Si dans l'animation proposée par Baby Boss, il est dur dur d'être bébé, ça l'est encore plus dans la réalité d'un trentenaire, qui l'a dépassée depuis belle lurette, de venir en solitaire et de payer sa place pour ce genre de divertissement pour enfants en bas âge. Surtout quand, dans les yeux des parents bien propres sur eux qui les traînent à la séance (pleine) de 18H30 (!), ledit trentenaire lit la réprobation que l'on réserve aux supposés pédophiles pris en flagrant délit de viol de leur obligation de pointage au commissariat... Se mettre au deuxième rang pour essayer désespérément d'avoir un semblant de calme n'aura pas suffi, d'autant plus que Behind avait oublié que les modèles réduits, ça s'agite constamment et qu'ils ont la vessie très faible. Misère...
D'autant plus que ce que Baby Boss propose, finalement, la moitié passera certainement au dessus de la plupart des têtes blondes. Car si la bande annonce laissait augurer un spectacle tristement inoffensif et très premier âge, le nouveau bébé des studios DreamWorks se lit presque de manière littérale comme une critique de la politique d'entreprise et du monde du travail basé sur la compétition et le résultat.
C'est là que Baby Boss séduit le plus, quand il double son scénario high concept, bouleversant la vie d'un enfant par l'arrivée de son nouveau petit frère, de cette satire comportementale assez intelligemment menée, assez caustique sans pour autant être agressive (les enfants regardent), qui ira subvertir jusqu'aux ultimes images d'un happy end guère dupe de sa codification.
Alors oui, DreamWorks ne peut s'empêcher de faire étalage de son message parfois puéril sur l'amour qui ne se mesure pas et n'est donc pas divisible, en forme de passage obligé bon teint afin de ne pas effrayer les parents qui allongent les biftons et les laisser dormir d'un oeil distrait.
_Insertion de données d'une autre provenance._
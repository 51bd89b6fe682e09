use std::path::PathBuf;

use anyhow::{Context, Result};
use clap::{Parser, Subcommand, ValueEnum};
use log::debug;
use odata_core::{
    printer::{self, Format},
    reader::{self, ReaderOpts},
};
use odata_predicate::{QueryOptions, to_odata, to_sql92};

/// A command line tool for running OData queries over JSON records.
///
/// Records are described by a YAML schema that names each field and its type. Filters use the
/// OData `$filter` syntax, e.g. `(MessageId gt 1) and (ComplexProperty/Foo eq 'foo')`.
#[derive(Debug, Parser)]
#[command(name = "odata-query", version, about)]
struct Cli {
    #[command(subcommand)]
    command: Command,
}

#[derive(Debug, Subcommand)]
enum Command {
    /// Apply query options to a JSON array of records and print the records that remain.
    Filter {
        #[command(flatten)]
        read_opts: ReaderOpts,

        #[command(flatten)]
        printer: printer::PrinterArgs,

        /// Path to a JSON file holding an array of records
        #[arg(long, short = 'r')]
        records: PathBuf,

        /// The query options, e.g. `$filter=MessageId gt 1&$orderby=Name desc&$top=5`
        #[arg(long, short = 'q', default_value = "")]
        query: String,
    },
    /// Parse a filter and print it in the chosen dialect.
    Translate {
        #[command(flatten)]
        read_opts: ReaderOpts,

        /// The dialect to print
        #[arg(long, short = 'd', value_enum, default_value_t = Dialect::Odata)]
        dialect: Dialect,

        /// The OData filter to translate
        filter: String,
    },
}

#[derive(Debug, Clone, Copy, ValueEnum)]
enum Dialect {
    Odata,
    Sql92,
}

fn main() -> Result<()> {
    env_logger::init();
    let cli = Cli::parse();

    let mut writer = std::io::stdout();
    match cli.command {
        Command::Filter {
            read_opts,
            printer,
            records,
            query,
        } => {
            let parser = read_opts.parser()?;
            let records = reader::read_records(&records, parser.schema())?;
            let options = QueryOptions::from_query_str(&query)
                .with_context(|| format!("invalid query options '{query}'"))?;
            debug!("applying {options:?} to {} records", records.len());
            let result = options.apply(&parser, records)?;
            printer
                .output
                .print_result(parser.schema(), &result, &mut writer)
        }
        Command::Translate {
            read_opts,
            dialect,
            filter,
        } => {
            let parser = read_opts.parser()?;
            let Some(predicate) = parser.parse(&filter)? else {
                return Ok(());
            };
            let rendered = match dialect {
                Dialect::Odata => to_odata(&predicate)?,
                Dialect::Sql92 => to_sql92(&predicate)?,
            };
            Format::Plain.print_plain(std::iter::once(rendered), &mut writer)
        }
    }
}
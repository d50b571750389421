//! 8-bit visualization of a disparity map.

use crate::Result;
use image::{Rgb, RgbImage};
use kz_core::{Coord, DisparityMap, OCCLUDED};
use std::path::Path;

/// Occluded pixels render as cyan.
const OCCLUSION_COLOR: Rgb<u8> = Rgb([0, 255, 255]);
/// Darkest gray of the disparity ramp.
const RAMP_FLOOR: i32 = 64;

/// Render the map as gray levels over the disparity range.
///
/// By default larger disparities (closer objects) are brighter; `reverse`
/// flips the ramp. A degenerate range saturates to white.
pub fn scaled_image(map: &DisparityMap, reverse: bool) -> RgbImage {
    let range = map.max_disparity - map.min_disparity + 1;
    RgbImage::from_fn(map.width, map.height, |x, y| {
        let d = map.get(Coord::new(x as i32, y as i32));
        if d == OCCLUDED {
            return OCCLUSION_COLOR;
        }
        let c = if range <= 0 {
            255
        } else if reverse {
            255 - (255 - RAMP_FLOOR) * (d - map.min_disparity) / range
        } else {
            255 - (255 - RAMP_FLOOR) * (map.max_disparity - d) / range
        };
        Rgb([c as u8; 3])
    })
}

/// Write the visualization to `path`; the format follows the extension.
pub fn write_scaled(path: &Path, map: &DisparityMap, reverse: bool) -> Result<()> {
    scaled_image(map, reverse).save(path)?;
    Ok(())
}
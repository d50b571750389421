//! Outer alpha-expansion loop.

use crate::Matcher;
use kz_core::Result;
use rand::rngs::StdRng;
use rand::{Rng, SeedableRng};
use tracing::{debug, info};

/// Outcome of a [`Matcher::run`].
#[derive(Debug, Clone, Copy, PartialEq, Eq)]
pub struct RunStats {
    /// Completed sweeps over the label set.
    pub sweeps: u32,
    pub attempted_moves: u64,
    pub accepted_moves: u64,
    /// Final energy of the labeling.
    pub energy: i64,
}

/// In-place Fisher-Yates shuffle of `0..n`.
fn generate_permutation(perm: &mut [usize], rng: &mut StdRng) {
    for (i, slot) in perm.iter_mut().enumerate() {
        *slot = i;
    }
    let n = perm.len();
    for i in 0..n.saturating_sub(1) {
        let j = rng.gen_range(i..n);
        perm.swap(i, j);
    }
}

impl Matcher {
    /// Minimize the energy by repeated expansion moves.
    ///
    /// Sweeps the disparity labels in (optionally re-)randomized order,
    /// expanding each; every accepted move re-arms all labels. The loop
    /// ends after a full sweep without improvement or after `max_iter`
    /// sweeps.
    pub fn run(&mut self) -> Result<RunStats> {
        self.params.validate()?;

        let labels = (self.disp_max - self.disp_min + 1) as usize;
        let mut rng = match self.params.seed {
            Some(seed) => StdRng::seed_from_u64(seed),
            None => StdRng::from_entropy(),
        };

        self.energy = self.compute_energy();
        info!(
            energy = self.energy,
            labels,
            seed = ?self.params.seed,
            "starting expansion"
        );

        let mut perm = vec![0usize; labels];
        // done[l] set once expanding label l can no longer improve things.
        let mut done = vec![false; labels];
        let mut remaining = labels;

        let mut stats = RunStats {
            sweeps: 0,
            attempted_moves: 0,
            accepted_moves: 0,
            energy: self.energy,
        };

        while stats.sweeps < self.params.max_iter && remaining > 0 {
            if stats.sweeps == 0 || self.params.randomize_every_iteration {
                generate_permutation(&mut perm, &mut rng);
            }

            for &label in perm.iter() {
                if done[label] {
                    continue;
                }
                let alpha = self.disp_min + label as i32;

                stats.attempted_moves += 1;
                if self.expansion_move(alpha) {
                    stats.accepted_moves += 1;
                    done.fill(false);
                    done[label] = true;
                    remaining = labels - 1;
                } else {
                    done[label] = true;
                    remaining -= 1;
                }
                debug_assert_eq!(self.energy, self.compute_energy());
                debug!(alpha, energy = self.energy, "label swept");
            }

            stats.sweeps += 1;
            info!(sweep = stats.sweeps, energy = self.energy, "sweep complete");
        }

        stats.energy = self.energy;
        Ok(stats)
    }
}

#[cfg(test)]
mod tests {
    use super::*;

    #[test]
    fn permutation_is_a_permutation() {
        let mut rng = StdRng::seed_from_u64(5);
        let mut perm = vec![0usize; 23];
        generate_permutation(&mut perm, &mut rng);
        let mut seen = vec![false; perm.len()];
        for &v in &perm {
            assert!(!seen[v]);
            seen[v] = true;
        }
    }

    #[test]
    fn permutation_is_seed_deterministic() {
        let mut a = vec![0usize; 16];
        let mut b = vec![0usize; 16];
        generate_permutation(&mut a, &mut StdRng::seed_from_u64(42));
        generate_permutation(&mut b, &mut StdRng::seed_from_u64(42));
        assert_eq!(a, b);
    }
}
Mais ils rateraient les désormais habituelles références cinématographiques en pagaille, entre Indiana Jones, Mission : Impossible ou L'Exorciste, assez bien amenées pour la plupart et donnant naissance à quelques sourires francs qui se dessineront sur des visages satisfaits du spectacle proposé.
Mais ces derniers rateront surtout l'hymne à l'imaginaire juvénile que propose Baby Boss, qui projette des petits épisodes de la vie quotidienne des enfants dans un contexte de rêve et de folles aventures qu'eux seuls sont capables de créer et de faire vivre. Si les décors de ses séquences sont parfois assez sommaires, elles restituent à merveille ces mondes alternatifs de l'enfance exubérante, tout en proposant certaines images en forme de pur moments d'angoisse light, ou encore des séquences originales, comme tout droit sorties d'un livre pop up. DreamWorks, pour coller à cet univers déformé par la vision enfantine, fait baigner le tout dans une atmosphère ultra sympathique et attachante de douce folie, le temps de quelques courses poursuites rythmées et échevelées, assez originales dans leur traitement.
Le tout, et sans en avoir trop l'air, en faisant évoluer un gamin qui, tout simplement, grandit, passant d'un égoïsme assez naturel de fils unique aux sentiments fraternels partagés, le temps de quelques images assez touchantes et fugitives.
Sans être le film de l'année, à cause sans doute d'un discours naïf qui reprend parfois ses droits et d'une fin qui tire un peu en longueur, Baby Boss s'avère être une jolie surprise d'une qualité à laquelle on était loin de s'attendre, surtout au vu de quelques unes des dernières livraisons DreamWorks.
Behind_the_Mask, qui touche son "Boss" devant les parents horrifiés.